12x^2 + 36x + 5x^2 - 15x = 18(x^2 - 9)

17x^2 + 21x = 18x^2 - 162

0 = x^2 - 21x - 162

Now we have a quadratic equation in the form ax^2 + bx + c = 0.

Comparing the equation with the standard form, we have:

a = 1, b = -21, c = -162

We can use the discriminant formula to find the solutions:

Discriminant (D) = b^2 - 4ac

D = (-21)^2 - 4(1)(-162)

D = 441 + 648

D = 1089

Since the discriminant is positive, we have two real solutions.
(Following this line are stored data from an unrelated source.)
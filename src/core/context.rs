//! Run context - variables visible to templates

use crate::errors::PipelineError;
use crate::persistence::{ModComponentRef, ModStateStore, StateNamespace};
use serde_json::{Map, Value};
use std::sync::Arc;
use tokio::sync::OnceCell;
use tracing::debug;

/// Entry arguments of a run
pub const INPUT_VAR: &str = "@input";
/// Mod-level configured options
pub const OPTIONS_VAR: &str = "@options";
/// Mod-scoped persisted state
pub const MOD_VAR: &str = "@mod";

/// Variable name an output key is bound to
pub fn output_key_var(output_key: &str) -> String {
    format!("@{}", output_key)
}

/// Immutable mapping from `@name` to value
///
/// Extending a context produces a new one; contexts captured earlier (for
/// example by a nested pipeline) keep seeing the variables they were built
/// with.
#[derive(Debug, Clone, Default, PartialEq)]
pub struct RunContext {
    vars: Arc<Map<String, Value>>,
}

impl RunContext {
    /// Context holding `@input` and `@options`
    pub fn new(input: Value, options_args: Value) -> Self {
        let mut vars = Map::new();
        vars.insert(INPUT_VAR.to_string(), input);
        vars.insert(OPTIONS_VAR.to_string(), options_args);
        Self { vars: Arc::new(vars) }
    }

    pub fn from_map(vars: Map<String, Value>) -> Self {
        Self { vars: Arc::new(vars) }
    }

    /// New context with one more binding
    pub fn with_var(&self, name: impl Into<String>, value: Value) -> Self {
        self.with_vars([(name.into(), value)])
    }

    /// New context with additional bindings; later bindings win
    pub fn with_vars(&self, vars: impl IntoIterator<Item = (String, Value)>) -> Self {
        let mut next = (*self.vars).clone();
        next.extend(vars);
        Self { vars: Arc::new(next) }
    }

    pub fn get(&self, name: &str) -> Option<&Value> {
        self.vars.get(name)
    }

    pub fn contains(&self, name: &str) -> bool {
        self.vars.contains_key(name)
    }

    /// `@input`, or `null` when absent
    pub fn input(&self) -> &Value {
        static NULL: Value = Value::Null;
        self.vars.get(INPUT_VAR).unwrap_or(&NULL)
    }

    pub fn vars(&self) -> &Map<String, Value> {
        &self.vars
    }

    pub fn to_value(&self) -> Value {
        Value::Object((*self.vars).clone())
    }

    /// Object templates are rendered against
    ///
    /// `flatten` puts the fields of an object `working_output` beneath the
    /// context variables. `mod_state`, when present, is bound as `@mod`.
    pub fn render_scope(&self, flatten: Option<&Value>, mod_state: Option<Value>) -> Value {
        let mut scope = Map::new();
        if let Some(Value::Object(fields)) = flatten {
            scope.extend(fields.iter().map(|(k, v)| (k.clone(), v.clone())));
        }
        scope.extend(self.vars.iter().map(|(k, v)| (k.clone(), v.clone())));
        if let Some(state) = mod_state {
            scope.insert(MOD_VAR.to_string(), state);
        }
        Value::Object(scope)
    }
}

/// Run-scoped, lazily fetched snapshot of mod state backing `@mod`
///
/// The first access reads the store; every later access in the same run
/// (nested pipelines included) sees that same snapshot.
#[derive(Debug, Clone, Default)]
pub struct ModVariable {
    snapshot: Arc<OnceCell<Value>>,
}

impl ModVariable {
    pub fn new() -> Self {
        Self::default()
    }

    pub async fn resolve(
        &self,
        store: &dyn ModStateStore,
        mod_component: &ModComponentRef,
    ) -> Result<Value, PipelineError> {
        self.snapshot
            .get_or_try_init(|| async {
                debug!("Fetching mod state for {:?}", mod_component.mod_id);
                store
                    .get_state(StateNamespace::Mod, mod_component)
                    .await
                    .map_err(|e| PipelineError::unknown(format!("Failed to read mod state: {:#}", e)))
            })
            .await
            .cloned()
    }

    /// Snapshot, if it was already fetched
    pub fn snapshot(&self) -> Option<&Value> {
        self.snapshot.get()
    }
}
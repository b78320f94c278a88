//! Options threaded through a run

use crate::core::api_version::{api_version_options, ApiVersion, ApiVersionOptions};
use crate::core::context::ModVariable;
use crate::errors::PipelineError;
use crate::execution::events::EventSink;
use crate::execution::logger::RunLogger;
use crate::persistence::{InMemoryStateStore, ModComponentRef, ModStateStore};
use crate::platform::{ElementRef, HeadlessPlatform, Platform};
use crate::registry::BrickRegistry;
use serde_json::{Map, Value};
use std::sync::atomic::{AtomicBool, Ordering};
use std::sync::{Arc, Mutex};
use tokio::sync::Notify;
use uuid::Uuid;

/// Cooperative cancellation shared by everything in a run
#[derive(Debug, Clone, Default)]
pub struct AbortSignal {
    aborted: Arc<AtomicBool>,
    reason: Arc<Mutex<Option<String>>>,
    notify: Arc<Notify>,
}

impl AbortSignal {
    pub fn new() -> Self {
        Self::default()
    }

    /// Raise the signal; later calls keep the first reason
    pub fn abort(&self, reason: impl Into<String>) {
        if let Ok(mut current) = self.reason.lock() {
            if current.is_none() {
                *current = Some(reason.into());
            }
        }
        self.aborted.store(true, Ordering::SeqCst);
        self.notify.notify_waiters();
    }

    pub fn is_aborted(&self) -> bool {
        self.aborted.load(Ordering::SeqCst)
    }

    pub fn reason(&self) -> Option<String> {
        self.reason.lock().ok().and_then(|r| r.clone())
    }

    /// Resolves once the signal is raised
    pub async fn cancelled(&self) {
        loop {
            let notified = self.notify.notified();
            if self.is_aborted() {
                return;
            }
            notified.await;
        }
    }

    /// `Err(Aborted)` if the signal was raised
    pub fn check(&self) -> Result<(), PipelineError> {
        if self.is_aborted() {
            Err(PipelineError::Aborted {
                reason: self.reason().unwrap_or_else(|| "Run aborted".to_string()),
            })
        } else {
            Ok(())
        }
    }
}

/// Values a top-level run starts with
#[derive(Debug, Clone)]
pub struct InitialValues {
    /// Bound as `@input`
    pub input: Value,
    /// Bound as `@options`
    pub options_args: Value,
    /// Integration variables, each bound under its own `@name`
    pub integration_context: Map<String, Value>,
    /// Overrides the run's root element
    pub root: Option<ElementRef>,
}

impl InitialValues {
    pub fn new(input: Value) -> Self {
        Self {
            input,
            ..Self::default()
        }
    }

    pub fn with_options(mut self, options_args: Value) -> Self {
        self.options_args = options_args;
        self
    }

    pub fn with_integration(mut self, name: impl Into<String>, value: Value) -> Self {
        self.integration_context.insert(name.into(), value);
        self
    }

    pub fn with_root(mut self, root: ElementRef) -> Self {
        self.root = Some(root);
        self
    }
}

impl Default for InitialValues {
    fn default() -> Self {
        Self {
            input: Value::Object(Map::new()),
            options_args: Value::Object(Map::new()),
            integration_context: Map::new(),
            root: None,
        }
    }
}

/// Options for one top-level run, shared unchanged by nested runs
#[derive(Clone)]
pub struct RunOptions {
    /// Behavior toggles, resolved once
    pub api_version: ApiVersionOptions,
    pub logger: RunLogger,
    pub abort_signal: AbortSignal,
    /// Element the run started against
    pub root: ElementRef,
    /// No visual host; renderers raise a headless signal
    pub headless: bool,
    pub validate_input: bool,
    /// Output mismatches are logged, never raised
    pub validate_output: bool,
    pub registry: Arc<BrickRegistry>,
    pub platform: Arc<dyn Platform>,
    pub state_store: Arc<dyn ModStateStore>,
    pub mod_component: ModComponentRef,
    pub mod_variable: ModVariable,
    pub events: EventSink,
}

impl RunOptions {
    /// v3 options with an in-memory state store and a headless platform
    pub fn new(registry: Arc<BrickRegistry>) -> Self {
        Self {
            api_version: api_version_options(ApiVersion::default()),
            logger: RunLogger::for_run(Uuid::new_v4()),
            abort_signal: AbortSignal::new(),
            root: ElementRef::Document,
            headless: false,
            validate_input: true,
            validate_output: true,
            registry,
            platform: Arc::new(HeadlessPlatform::new()),
            state_store: Arc::new(InMemoryStateStore::new()),
            mod_component: ModComponentRef::default(),
            mod_variable: ModVariable::new(),
            events: EventSink::new(),
        }
    }

    pub fn with_api_version(mut self, version: ApiVersion) -> Self {
        self.api_version = api_version_options(version);
        self
    }

    pub fn with_api_version_options(mut self, options: ApiVersionOptions) -> Self {
        self.api_version = options;
        self
    }

    pub fn with_logger(mut self, logger: RunLogger) -> Self {
        self.logger = logger;
        self
    }

    pub fn with_abort_signal(mut self, signal: AbortSignal) -> Self {
        self.abort_signal = signal;
        self
    }

    pub fn with_root(mut self, root: ElementRef) -> Self {
        self.root = root;
        self
    }

    pub fn with_headless(mut self, headless: bool) -> Self {
        self.headless = headless;
        self
    }

    pub fn with_validation(mut self, validate_input: bool, validate_output: bool) -> Self {
        self.validate_input = validate_input;
        self.validate_output = validate_output;
        self
    }

    pub fn with_platform(mut self, platform: Arc<dyn Platform>) -> Self {
        self.platform = platform;
        self
    }

    pub fn with_state_store(mut self, store: Arc<dyn ModStateStore>) -> Self {
        self.state_store = store;
        self
    }

    pub fn with_mod_component(mut self, mod_component: ModComponentRef) -> Self {
        self.mod_component = mod_component;
        self
    }

    pub fn with_events(mut self, events: EventSink) -> Self {
        self.events = events;
        self
    }

    /// Run id carried by the logger
    pub fn run_id(&self) -> Uuid {
        self.logger.run_id().unwrap_or_else(Uuid::nil)
    }
}

impl std::fmt::Debug for RunOptions {
    fn fmt(&self, f: &mut std::fmt::Formatter<'_>) -> std::fmt::Result {
        f.debug_struct("RunOptions")
            .field("api_version", &self.api_version)
            .field("logger", &self.logger)
            .field("root", &self.root)
            .field("headless", &self.headless)
            .field("validate_input", &self.validate_input)
            .field("validate_output", &self.validate_output)
            .field("platform", &self.platform.name())
            .field("mod_component", &self.mod_component)
            .finish()
    }
}
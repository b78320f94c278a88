//! Built-in bricks

pub mod control;
pub mod identity;
pub mod render;
pub mod signals;
pub mod state;

use crate::bricks::Brick;
use crate::registry::BrickRegistry;
use std::sync::Arc;

pub use control::{ForEachBrick, IfElseBrick, TryExceptBrick};
pub use identity::{IdentityBrick, LogBrick};
pub use render::{DisplayTemporaryInfoBrick, HtmlRendererBrick};
pub use signals::{PanelActionBrick, RaiseErrorBrick};
pub use state::{GetStateBrick, SetStateBrick};

/// Every built-in brick
pub fn builtin_bricks() -> Vec<Arc<dyn Brick>> {
    vec![
        Arc::new(IdentityBrick::new()),
        Arc::new(LogBrick::new()),
        Arc::new(IfElseBrick::new()),
        Arc::new(ForEachBrick::new()),
        Arc::new(TryExceptBrick::new()),
        Arc::new(GetStateBrick::new()),
        Arc::new(SetStateBrick::new()),
        Arc::new(RaiseErrorBrick::new()),
        Arc::new(PanelActionBrick::submit()),
        Arc::new(PanelActionBrick::abort()),
        Arc::new(PanelActionBrick::close()),
        Arc::new(HtmlRendererBrick::new()),
        Arc::new(DisplayTemporaryInfoBrick::new()),
    ]
}

/// Registry preloaded with the built-in bricks
pub fn builtin_registry() -> BrickRegistry {
    let registry = BrickRegistry::new();
    registry.register(builtin_bricks());
    registry
}
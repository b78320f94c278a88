//! Mod state bricks

use crate::bricks::{Brick, BrickArgs, BrickKind, BrickOptions};
use crate::core::registry_id::RegistryId;
use crate::errors::{PipelineConfigurationError, PipelineError};
use crate::persistence::{MergeStrategy, StateNamespace};
use crate::platform::PlatformCapability;
use serde::Deserialize;
use serde_json::{json, Value};

fn namespace_schema() -> Value {
    json!({"type": "string", "enum": ["mod", "private", "shared", "blueprint", "extension"], "default": "mod"})
}

fn parse_namespace(args: &BrickArgs) -> Result<StateNamespace, PipelineError> {
    match args.get_str("namespace") {
        None => Ok(StateNamespace::Mod),
        Some(raw) => raw
            .parse()
            .map_err(|e: String| PipelineConfigurationError::with_config(e, args.as_value().clone()).into()),
    }
}

fn store_error(e: anyhow::Error) -> PipelineError {
    PipelineError::unknown(format!("State store failed: {:#}", e))
}

/// Reads the current state of a namespace
///
/// Always reads the store, unlike `@mod` which is a per-run snapshot.
pub struct GetStateBrick {
    id: RegistryId,
    schema: Value,
}

impl GetStateBrick {
    pub const ID: &'static str = "@pixiebrix/state/get";

    pub fn new() -> Self {
        Self {
            id: RegistryId::builtin(Self::ID),
            schema: json!({
                "type": "object",
                "properties": {"namespace": namespace_schema()}
            }),
        }
    }
}

impl Default for GetStateBrick {
    fn default() -> Self {
        Self::new()
    }
}

#[async_trait::async_trait]
impl Brick for GetStateBrick {
    fn id(&self) -> &RegistryId {
        &self.id
    }

    fn name(&self) -> &str {
        "Get Shared Data"
    }

    fn kind(&self) -> BrickKind {
        BrickKind::Reader
    }

    fn input_schema(&self) -> &Value {
        &self.schema
    }

    fn required_capabilities(&self) -> Vec<PlatformCapability> {
        vec![PlatformCapability::State]
    }

    async fn execute(&self, args: BrickArgs, options: BrickOptions) -> Result<Value, PipelineError> {
        let namespace = parse_namespace(&args)?;
        let run = options.run_options();
        run.state_store
            .get_state(namespace, &run.mod_component)
            .await
            .map_err(store_error)
    }
}

#[derive(Debug, Deserialize)]
#[serde(rename_all = "camelCase")]
struct SetStateArgs {
    data: Value,
    #[serde(default)]
    merge_strategy: MergeStrategy,
}

/// Merges data into a namespace and returns the new state
pub struct SetStateBrick {
    id: RegistryId,
    schema: Value,
}

impl SetStateBrick {
    pub const ID: &'static str = "@pixiebrix/state/set";

    pub fn new() -> Self {
        Self {
            id: RegistryId::builtin(Self::ID),
            schema: json!({
                "type": "object",
                "properties": {
                    "data": {"type": "object"},
                    "namespace": namespace_schema(),
                    "mergeStrategy": {"type": "string", "enum": ["replace", "shallow", "deep"], "default": "shallow"}
                },
                "required": ["data"]
            }),
        }
    }
}

impl Default for SetStateBrick {
    fn default() -> Self {
        Self::new()
    }
}

#[async_trait::async_trait]
impl Brick for SetStateBrick {
    fn id(&self) -> &RegistryId {
        &self.id
    }

    fn name(&self) -> &str {
        "Set Shared Data"
    }

    fn kind(&self) -> BrickKind {
        BrickKind::Transformer
    }

    fn input_schema(&self) -> &Value {
        &self.schema
    }

    fn required_capabilities(&self) -> Vec<PlatformCapability> {
        vec![PlatformCapability::State]
    }

    async fn execute(&self, args: BrickArgs, options: BrickOptions) -> Result<Value, PipelineError> {
        let namespace = parse_namespace(&args)?;
        let SetStateArgs { data, merge_strategy } = args.parse()?;
        let run = options.run_options();

        options
            .logger
            .debug(&format!("Setting {} state ({:?})", namespace, merge_strategy));
        run.state_store
            .set_state(namespace, data, merge_strategy, &run.mod_component)
            .await
            .map_err(store_error)
    }
}
//! CLI output formatting

use crate::core::state::{ExecutionStatus, TraceEntry};
use crate::execution::ExecutionEvent;
use console::Emoji;
use serde_json::Value;

// Re-export style
pub use console::style;

// Emojis for output
pub static CHECK: Emoji<'_, '_> = Emoji("✅ ", "✓ ");
pub static CROSS: Emoji<'_, '_> = Emoji("❌ ", "✗ ");
pub static SPINNER: Emoji<'_, '_> = Emoji("⏳ ", "~ ");
pub static INFO: Emoji<'_, '_> = Emoji("ℹ️  ", "i ");
pub static WARN: Emoji<'_, '_> = Emoji("⚠️  ", "!");
pub static ROCKET: Emoji<'_, '_> = Emoji("🚀 ", "> ");
pub static SKIP: Emoji<'_, '_> = Emoji("⏭️  ", "- ");

/// Format an execution status for display
pub fn format_status(status: ExecutionStatus) -> String {
    match status {
        ExecutionStatus::Pending => style("PENDING").dim().to_string(),
        ExecutionStatus::Running => style("RUNNING").yellow().to_string(),
        ExecutionStatus::Completed => style("COMPLETED").green().to_string(),
        ExecutionStatus::Failed => style("FAILED").red().to_string(),
        ExecutionStatus::Interrupted => style("INTERRUPTED").blue().to_string(),
        ExecutionStatus::Cancelled => style("CANCELLED").yellow().to_string(),
    }
}

fn short_id(id: &uuid::Uuid) -> String {
    id.to_string()[..8].to_string()
}

/// Format an execution event for display
///
/// Render events are too chatty for the console and yield `None`.
pub fn format_execution_event(event: &ExecutionEvent) -> Option<String> {
    let line = match event {
        ExecutionEvent::RunStarted { run_id, steps } => format!(
            "{} Starting run {} ({} step(s))",
            ROCKET,
            style(short_id(run_id)).dim(),
            steps
        ),
        ExecutionEvent::StepStarted { brick_id, label, .. } => match label {
            Some(label) => format!("{} {} {}", SPINNER, style(label).cyan(), style(brick_id).dim()),
            None => format!("{} {}", SPINNER, style(brick_id).cyan()),
        },
        ExecutionEvent::StepRendered { .. } => return None,
        ExecutionEvent::StepSkipped { instance_id, .. } => {
            format!("{} step {} skipped", SKIP, style(short_id(instance_id)).dim())
        }
        ExecutionEvent::StepCompleted { instance_id, .. } => {
            format!("{} step {} done", CHECK, style(short_id(instance_id)).green())
        }
        ExecutionEvent::StepFailed { error, .. } => {
            format!("{} {}: {}", CROSS, style(&error.name).red(), style(&error.message).dim())
        }
        ExecutionEvent::RunCompleted { run_id, status } => format!(
            "{} Run ({}) {}",
            INFO,
            style(short_id(run_id)).dim(),
            format_status(*status)
        ),
    };
    Some(line)
}

/// Pretty JSON, truncated to `max_lines`
pub fn format_value(value: &Value, max_lines: usize) -> String {
    let output = serde_json::to_string_pretty(value).unwrap_or_else(|_| value.to_string());
    let lines: Vec<&str> = output.lines().collect();

    if lines.len() <= max_lines {
        output
    } else {
        let truncated = lines[..max_lines].join("\n");
        format!(
            "{}\n{}... ({} more lines)",
            truncated,
            style("[truncated]").dim(),
            lines.len() - max_lines
        )
    }
}

/// One line per trace entry
pub fn format_trace_entry(entry: &TraceEntry) -> String {
    let name = entry.label.as_deref().unwrap_or_else(|| entry.brick_id.as_str());
    let outcome = if entry.skipped {
        style("skipped").dim().to_string()
    } else if let Some(error) = &entry.error {
        style(format!("{}: {}", error.name, error.message)).red().to_string()
    } else if entry.render_error.is_some() {
        style("render error").yellow().to_string()
    } else {
        style("ok").green().to_string()
    };
    format!("  {} {} [{}]", style(short_id(&entry.instance_id)).dim(), style(name).bold(), outcome)
}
Using the quadratic formula:

x = (-b ± √D) / (2a)

x = (-(-21) ± √1089) / (2 * 1)

x = (21 ± 33) / 2

So, the two possible values for the boat's own speed are:

x1 = (21 + 33) / 2 = 54 / 2 = 27 km/h

x2 = (21 - 33) / 2 = -12 / 2 = -6 km/h

Since the speed cannot be negative, the boat's own speed is 27 km/h.

Answer

The boat's own speed is 27 km/h.

Note: The negative solution (-6 km/h) is not valid in this context, as it represents a speed in the opposite direction of the boat's motion.